Search the records below for the string "InvalidTransition", and report each line that contains it.
START DATA IN THIS EXERCISE
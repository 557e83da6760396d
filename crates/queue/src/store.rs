//! The job store abstraction: sole owner of status transitions.
//!
//! No other component writes job status directly; every mutation goes
//! through one of the named operations here. Implementations must make
//! `claim_next` safe under concurrent callers: at most one winner per row,
//! via compare-and-swap (in memory) or a conditional update over a locked
//! row (Postgres). Never read-then-write without a guard.

use async_trait::async_trait;
use chrono::{DateTime, Utc};

use jobforge_core::{
    DeadLetterEntry, DeadLetterId, DomainError, Job, JobId, JobPriority, JobSchedule, JobStatus,
    JobType, NewJob, OrganizationId, ProjectId, ScheduleId, UserId, WorkerId,
};

/// Store-level error.
#[derive(Debug, Clone, thiserror::Error)]
pub enum StoreError {
    #[error("not found")]
    NotFound,

    #[error("invalid transition: {0}")]
    InvalidTransition(String),

    #[error("conflict: {0}")]
    Conflict(String),

    #[error("storage error: {0}")]
    Storage(String),
}

impl From<DomainError> for StoreError {
    fn from(err: DomainError) -> Self {
        match err {
            DomainError::NotFound => StoreError::NotFound,
            DomainError::InvalidTransition(msg) => StoreError::InvalidTransition(msg),
            DomainError::Conflict(msg) => StoreError::Conflict(msg),
            DomainError::Validation(msg) | DomainError::InvalidId(msg) => {
                StoreError::Conflict(msg)
            }
        }
    }
}

/// Offset pagination for listings.
#[derive(Debug, Copy, Clone)]
pub struct Pagination {
    pub limit: usize,
    pub offset: usize,
}

impl Default for Pagination {
    fn default() -> Self {
        Self {
            limit: 50,
            offset: 0,
        }
    }
}

impl Pagination {
    pub const MAX_LIMIT: usize = 200;

    pub fn clamped(limit: Option<usize>, offset: Option<usize>) -> Self {
        Self {
            limit: limit.unwrap_or(50).clamp(1, Self::MAX_LIMIT),
            offset: offset.unwrap_or(0),
        }
    }
}

/// Listing filter (all conjunctive).
#[derive(Debug, Clone, Default)]
pub struct JobFilter {
    pub status: Option<JobStatus>,
    pub job_type: Option<JobType>,
    pub project_id: Option<ProjectId>,
}

/// One page of jobs plus the unpaginated total.
#[derive(Debug, Clone)]
pub struct JobPage {
    pub jobs: Vec<Job>,
    pub total: u64,
    pub has_more: bool,
}

/// Per-status counts for an organization.
#[derive(Debug, Clone, Default, serde::Serialize)]
pub struct JobStats {
    pub pending: u64,
    pub running: u64,
    pub completed: u64,
    pub failed: u64,
    pub dead: u64,
    pub cancelled: u64,
}

/// Result of a create: either a fresh job or the pre-existing one matched
/// by idempotency key.
#[derive(Debug, Clone)]
pub struct CreateOutcome {
    pub job: Job,
    pub deduplicated: bool,
}

/// What the retry manager decided for a failed attempt.
#[derive(Debug, Copy, Clone, PartialEq, Eq)]
pub enum RetryDecision {
    /// Requeue with backoff: the job returns to pending at `at`.
    Retry { at: DateTime<Utc> },
    /// Retry budget exhausted: dead-letter the job.
    Dead,
}

/// Result of `fail`.
#[derive(Debug, Clone)]
pub enum FailOutcome {
    /// Requeued; claimable again once `retry_at` arrives.
    Scheduled { retry_at: DateTime<Utc> },
    /// Terminal; exactly one dead-letter entry was created.
    Dead(DeadLetterEntry),
    /// The ownership guard missed (e.g. cancelled mid-flight); nothing
    /// was written.
    Lost,
}

#[async_trait]
pub trait JobStore: Send + Sync {
    /// Record a pending job. With an idempotency key, returns the existing
    /// pending/running job for the same organization + type + key instead
    /// of creating a duplicate (at-most-once submission).
    async fn create(&self, new: NewJob, now: DateTime<Utc>) -> Result<CreateOutcome, StoreError>;

    async fn get(&self, org: OrganizationId, id: JobId) -> Result<Option<Job>, StoreError>;

    async fn list(
        &self,
        org: OrganizationId,
        filter: &JobFilter,
        page: Pagination,
    ) -> Result<JobPage, StoreError>;

    async fn stats(&self, org: OrganizationId) -> Result<JobStats, StoreError>;

    /// Atomically transition exactly one eligible pending job to running.
    ///
    /// Eligibility: status=pending AND scheduled_at <= now (AND job_type in
    /// `allowed_types` when given). Selection: priority descending, then
    /// scheduled_at ascending. Returns `None` when nothing is eligible; a
    /// lost race shows up as `None` too, never as an error.
    async fn claim_next(
        &self,
        worker_id: WorkerId,
        allowed_types: Option<&[JobType]>,
        now: DateTime<Utc>,
    ) -> Result<Option<Job>, StoreError>;

    /// running -> completed, guarded on (status, worker_id). Returns false
    /// when the guard misses, i.e. the job was cancelled mid-flight.
    async fn complete(
        &self,
        id: JobId,
        worker_id: WorkerId,
        result: serde_json::Value,
        now: DateTime<Utc>,
    ) -> Result<bool, StoreError>;

    /// running -> failed, then per `decision` either failed -> pending with
    /// the retry instant, or failed -> dead plus exactly one dead-letter
    /// entry. Guarded on (status, worker_id) like `complete`.
    async fn fail(
        &self,
        id: JobId,
        worker_id: WorkerId,
        error: &str,
        decision: RetryDecision,
        now: DateTime<Utc>,
    ) -> Result<FailOutcome, StoreError>;

    /// pending/running -> cancelled (cooperative).
    async fn cancel(
        &self,
        org: OrganizationId,
        id: JobId,
        now: DateTime<Utc>,
    ) -> Result<Job, StoreError>;

    /// Pending jobs only.
    async fn change_priority(
        &self,
        org: OrganizationId,
        id: JobId,
        priority: JobPriority,
    ) -> Result<Job, StoreError>;

    /// Operator retry. A failed job is re-surfaced (failed -> pending, due
    /// immediately). A dead job is never mutated: its payload is cloned
    /// into a new pending job carrying `retry_of` lineage.
    async fn retry_job(
        &self,
        org: OrganizationId,
        id: JobId,
        requested_by: UserId,
        now: DateTime<Utc>,
    ) -> Result<Job, StoreError>;

    /// Handler-reported progress (0..=100); guarded like `complete`.
    async fn set_progress(
        &self,
        id: JobId,
        worker_id: WorkerId,
        progress: u8,
    ) -> Result<bool, StoreError>;

    /// Safety-net sweep: failed jobs whose retry instant has arrived go
    /// back to pending. Returns the number of jobs re-surfaced.
    async fn requeue_due_retries(&self, now: DateTime<Utc>) -> Result<u64, StoreError>;

    /// Purge completed/cancelled jobs finished before `cutoff`. Dead jobs
    /// are retained until explicitly resolved elsewhere.
    async fn purge_finished(&self, cutoff: DateTime<Utc>) -> Result<u64, StoreError>;

    // ── schedules ──────────────────────────────────────────────────────

    async fn create_schedule(&self, schedule: JobSchedule) -> Result<JobSchedule, StoreError>;

    async fn list_schedules(&self, org: OrganizationId) -> Result<Vec<JobSchedule>, StoreError>;

    async fn due_schedules(&self, now: DateTime<Utc>) -> Result<Vec<JobSchedule>, StoreError>;

    /// Compare-and-swap advance of `next_run_at`. Returns false when a
    /// concurrent scheduler invocation already advanced the firing; the
    /// loser must not materialize a job for this slot.
    async fn advance_schedule(
        &self,
        id: ScheduleId,
        seen_next_run_at: DateTime<Utc>,
        next_run_at: DateTime<Utc>,
        now: DateTime<Utc>,
    ) -> Result<bool, StoreError>;

    async fn set_schedule_active(
        &self,
        org: OrganizationId,
        id: ScheduleId,
        active: bool,
    ) -> Result<JobSchedule, StoreError>;

    // ── dead letters ───────────────────────────────────────────────────

    async fn list_dead_letters(
        &self,
        org: OrganizationId,
        resolved: Option<bool>,
        page: Pagination,
    ) -> Result<Vec<DeadLetterEntry>, StoreError>;

    /// Mark an entry resolved with a triage note. The underlying job keeps
    /// its terminal dead status.
    async fn resolve_dead_letter(
        &self,
        org: OrganizationId,
        id: DeadLetterId,
        note: &str,
        now: DateTime<Utc>,
    ) -> Result<DeadLetterEntry, StoreError>;
}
END DATA IN THIS EXERCISE
● **RESULT FOR THIS TASK**
    InvalidTransition(String),
            DomainError::InvalidTransition(msg) => StoreError::InvalidTransition(msg),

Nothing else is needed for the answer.